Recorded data
──────
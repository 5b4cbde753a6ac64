//! Standard APIs we use everywhere.

pub use anyhow::{Context as _, Result, anyhow};
pub use async_trait::async_trait;
pub use serde::{Deserialize, Serialize};
pub use serde_json::{Value, json};
#[allow(unused_imports)]
pub use tracing::{debug, error, info, instrument, trace, warn};
// Glyphkeys Input Device Classification
// Decides which /dev/input devices belong in the grab set.

use evdev::{Device, EventType, Key};

/// Name prefix of our own virtual output device. Anything carrying it is
/// never grabbed; grabbing it would swallow the engine's own output.
pub const VIRTUAL_DEVICE_PREFIX: &str = "Glyphkeys (virtual)";

/// Top letter row on a QWERTY board.
const QWERTY_ROW: [u16; 6] = [16, 17, 18, 19, 20, 21];

/// A, Z and space: present on anything that can type text.
const LETTER_SPACE: [u16; 3] = [30, 44, 57];

pub fn is_own_virtual(name: &str) -> bool {
    name.contains(VIRTUAL_DEVICE_PREFIX)
}

/// Heuristic keyboard check: reports key events, is not our virtual
/// device, and advertises the full QWERTY row plus letters and space.
/// Filters out power buttons, headsets, and other devices that technically
/// report a key or two.
pub fn looks_like_keyboard(device: &Device) -> bool {
    if !device.supported_events().contains(EventType::KEY) {
        return false;
    }
    if is_own_virtual(device.name().unwrap_or("")) {
        return false;
    }
    let Some(keys) = device.supported_keys() else {
        return false;
    };
    QWERTY_ROW
        .iter()
        .chain(LETTER_SPACE.iter())
        .all(|code| keys.contains(Key::new(*code)))
}

/// Whether a device belongs in the grab set.
///
/// An empty filter means auto-detect: take everything that looks like a
/// keyboard. An explicit filter matches by exact device name or node path
/// and still refuses our own virtual device.
pub fn matches_device_filter(name: &str, path: &str, filter: &[String], is_keyboard: bool) -> bool {
    if is_own_virtual(name) {
        return false;
    }
    if filter.is_empty() {
        return is_keyboard;
    }
    filter.iter().any(|wanted| wanted == name || wanted == path)
}
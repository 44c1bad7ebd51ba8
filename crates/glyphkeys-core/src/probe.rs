// Glyphkeys Modifier Probe
// Tracks physical modifier and lock state from the event stream itself.

use crate::action::KeyAction;
use crate::key::KeyCode;
use smallvec::SmallVec;

/// Modifier and lock state as seen by the hook.
///
/// Fed every key transition, including releases and loopback echoes, so
/// the intercept decision reads the same state the rest of the system
/// does. CapsLock is latched per press; the key being physically held is
/// tracked separately and never affects the lock.
#[derive(Debug, Default, Clone, PartialEq, Eq)]
pub struct ModifierProbe {
    left_ctrl: bool,
    right_ctrl: bool,
    left_alt: bool,
    right_alt: bool,
    left_shift: bool,
    right_shift: bool,
    caps_held: bool,
    caps_latched: bool,
    right_ctrl_latched: bool,
}

impl ModifierProbe {
    pub fn new() -> Self {
        Self::default()
    }

    /// Record one key transition. Repeats are ignored: autorepeat of a
    /// modifier does not change its held state.
    pub fn observe(&mut self, key: KeyCode, action: KeyAction) {
        let down = match action {
            KeyAction::Press => true,
            KeyAction::Release => false,
            KeyAction::Repeat => return,
        };
        match key {
            KeyCode::LEFT_CTRL => self.left_ctrl = down,
            KeyCode::RIGHT_CTRL => {
                self.right_ctrl = down;
                if down {
                    self.right_ctrl_latched = !self.right_ctrl_latched;
                }
            }
            KeyCode::LEFT_ALT => self.left_alt = down,
            KeyCode::RIGHT_ALT => self.right_alt = down,
            KeyCode::LEFT_SHIFT => self.left_shift = down,
            KeyCode::RIGHT_SHIFT => self.right_shift = down,
            KeyCode::CAPS_LOCK => {
                self.caps_held = down;
                if down {
                    self.caps_latched = !self.caps_latched;
                }
            }
            _ => {}
        }
    }

    /// Whether a bypass modifier is active. Interception is skipped while
    /// one is, so shortcuts like Ctrl+C keep working in every mode that
    /// forwards. Right Ctrl participates through its latch, not its held
    /// state; Shift is deliberately not part of the gate.
    pub fn bypass_active(&self) -> bool {
        self.left_ctrl || self.right_ctrl_latched || self.left_alt || self.right_alt
    }

    pub fn shift_down(&self) -> bool {
        self.left_shift || self.right_shift
    }

    pub fn caps_lock_on(&self) -> bool {
        self.caps_latched
    }

    /// Currently held tracked keys, for diagnostics.
    pub fn held_keys(&self) -> SmallVec<[KeyCode; 4]> {
        let mut held = SmallVec::new();
        if self.left_ctrl {
            held.push(KeyCode::LEFT_CTRL);
        }
        if self.right_ctrl {
            held.push(KeyCode::RIGHT_CTRL);
        }
        if self.left_alt {
            held.push(KeyCode::LEFT_ALT);
        }
        if self.right_alt {
            held.push(KeyCode::RIGHT_ALT);
        }
        if self.left_shift {
            held.push(KeyCode::LEFT_SHIFT);
        }
        if self.right_shift {
            held.push(KeyCode::RIGHT_SHIFT);
        }
        if self.caps_held {
            held.push(KeyCode::CAPS_LOCK);
        }
        held
    }

    pub fn reset(&mut self) {
        *self = Self::default();
    }
}
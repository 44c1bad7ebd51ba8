// Glyphkeys Core Library
// System-wide keyboard interception: grab the keyboards, decide each
// keystroke, and replace characters through user-defined glyph fonts.

pub mod action;
pub mod caps;
pub mod capture;
pub mod engine;
pub mod font;
pub mod hook;
pub mod input;
pub mod key;
pub mod mode;
pub mod observer;
pub mod output;
pub mod probe;
pub mod settings;

pub use action::KeyAction;
pub use caps::{case_filtered, CapsState};
pub use capture::{CaptureError, DeviceCapture, DeviceInfo};
pub use engine::{EngineAction, EngineContext, InterceptionEngine};
pub use font::{FontError, FontStore, GlyphEntry, GlyphFont};
pub use hook::discovery::{DiscoveredKey, DISCOVERY_CHARSET};
pub use hook::{
    Disposition, EventOrigin, HookError, HookManager, KeySink, PollOutcome, RawKeyEvent,
    SelfEchoGuard,
};
pub use input::{is_own_virtual, looks_like_keyboard, matches_device_filter, VIRTUAL_DEVICE_PREFIX};
pub use key::{char_to_key, is_standard_key, key_from_name, key_to_char, KeyCode};
pub use mode::KeyboardMode;
pub use observer::{InterceptObserver, NullObserver, Severity};
pub use output::UinputSink;
pub use probe::ModifierProbe;
pub use settings::{Settings, SettingsError};
// Glyphkeys Capitalization
// Physical case filter plus the force-upper flag the two capitalization
// modes drive.

use crate::mode::KeyboardMode;

/// Effective case of a standard key under the current Shift and CapsLock
/// state. Shift inverts whatever CapsLock selects.
pub fn case_filtered(base: char, shift_down: bool, caps_lock_on: bool) -> char {
    if shift_down {
        if caps_lock_on {
            base.to_ascii_lowercase()
        } else {
            base.to_ascii_uppercase()
        }
    } else if caps_lock_on {
        base.to_ascii_uppercase()
    } else {
        base.to_ascii_lowercase()
    }
}

/// The force-upper flag.
///
/// In AutoCapitalization the flag arms after a space (or a forwarded line
/// break) and disarms once a character has consumed it. In
/// AlterCapitalization it toggles on every non-space character; spaces
/// leave it alone so a word break never flips the rhythm. Intercept mode
/// reads whatever the flag holds without advancing it.
#[derive(Debug, Default, Clone, PartialEq, Eq)]
pub struct CapsState {
    force_upper: bool,
}

impl CapsState {
    pub fn new() -> Self {
        Self::default()
    }

    pub fn is_armed(&self) -> bool {
        self.force_upper
    }

    /// Apply the flag to an already case-filtered character. Does not
    /// advance the flag; call `advance` with the result afterwards.
    pub fn apply(&self, ch: char) -> char {
        if self.force_upper {
            ch.to_ascii_uppercase()
        } else {
            ch
        }
    }

    /// Advance the flag after `resolved` has been produced under `mode`.
    pub fn advance(&mut self, mode: KeyboardMode, resolved: char) {
        match mode {
            KeyboardMode::AutoCapitalization => {
                self.force_upper = resolved == ' ';
            }
            KeyboardMode::AlterCapitalization => {
                if resolved != ' ' {
                    self.force_upper = !self.force_upper;
                }
            }
            _ => {}
        }
    }

    /// Arm the flag directly. Used for sentence boundaries the filter never
    /// sees, like a forwarded Enter.
    pub fn arm(&mut self) {
        self.force_upper = true;
    }

    pub fn reset(&mut self) {
        self.force_upper = false;
    }
}
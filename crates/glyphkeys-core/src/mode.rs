// Glyphkeys Keyboard Mode
// The five operating modes of the interception engine.

use serde::{Deserialize, Serialize};
use strum_macros::{Display, EnumString};

/// Operating mode, stored as a u8 so the host side and the hook thread can
/// share it through an atomic.
#[derive(
    Debug, Clone, Copy, PartialEq, Eq, Hash, Serialize, Deserialize, Display, EnumString,
)]
#[serde(rename_all = "kebab-case")]
#[strum(serialize_all = "kebab-case")]
#[repr(u8)]
pub enum KeyboardMode {
    /// Every key passes through untouched.
    Enabled = 0,
    /// Every key is swallowed.
    Disabled = 1,
    /// Standard keys are replaced through the active font.
    Intercept = 2,
    /// Pass-through with sentence-start capitalization.
    AutoCapitalization = 3,
    /// Pass-through with alternating capitalization.
    AlterCapitalization = 4,
}

impl KeyboardMode {
    /// Decode the atomic representation. Unknown values fall back to
    /// Enabled so a torn write can never leave the keyboard swallowed.
    pub fn from_u8(value: u8) -> Self {
        match value {
            1 => KeyboardMode::Disabled,
            2 => KeyboardMode::Intercept,
            3 => KeyboardMode::AutoCapitalization,
            4 => KeyboardMode::AlterCapitalization,
            _ => KeyboardMode::Enabled,
        }
    }

    pub fn as_u8(self) -> u8 {
        self as u8
    }

    /// Modes that route standard keys through the capitalization filter
    /// and replacement path.
    pub fn intercepts(self) -> bool {
        matches!(
            self,
            KeyboardMode::Intercept
                | KeyboardMode::AutoCapitalization
                | KeyboardMode::AlterCapitalization
        )
    }
}

impl Default for KeyboardMode {
    fn default() -> Self {
        KeyboardMode::Enabled
    }
}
──────
- Try it
Your answer must be the lines from the first line of the entries above through the line that contains "const QWERTY_ROW: [u16;", written out exactly.

- Solution for this exercise
repository 5b4cbde753a6ac64
//! Standard APIs we use everywhere.

pub use anyhow::{Context as _, Result, anyhow};
pub use async_trait::async_trait;
pub use serde::{Deserialize, Serialize};
pub use serde_json::{Value, json};
#[allow(unused_imports)]
pub use tracing::{debug, error, info, instrument, trace, warn};
// Glyphkeys Input Device Classification
// Decides which /dev/input devices belong in the grab set.

use evdev::{Device, EventType, Key};

/// Name prefix of our own virtual output device. Anything carrying it is
/// never grabbed; grabbing it would swallow the engine's own output.
pub const VIRTUAL_DEVICE_PREFIX: &str = "Glyphkeys (virtual)";

/// Top letter row on a QWERTY board.
const QWERTY_ROW: [u16; 6] = [16, 17, 18, 19, 20, 21];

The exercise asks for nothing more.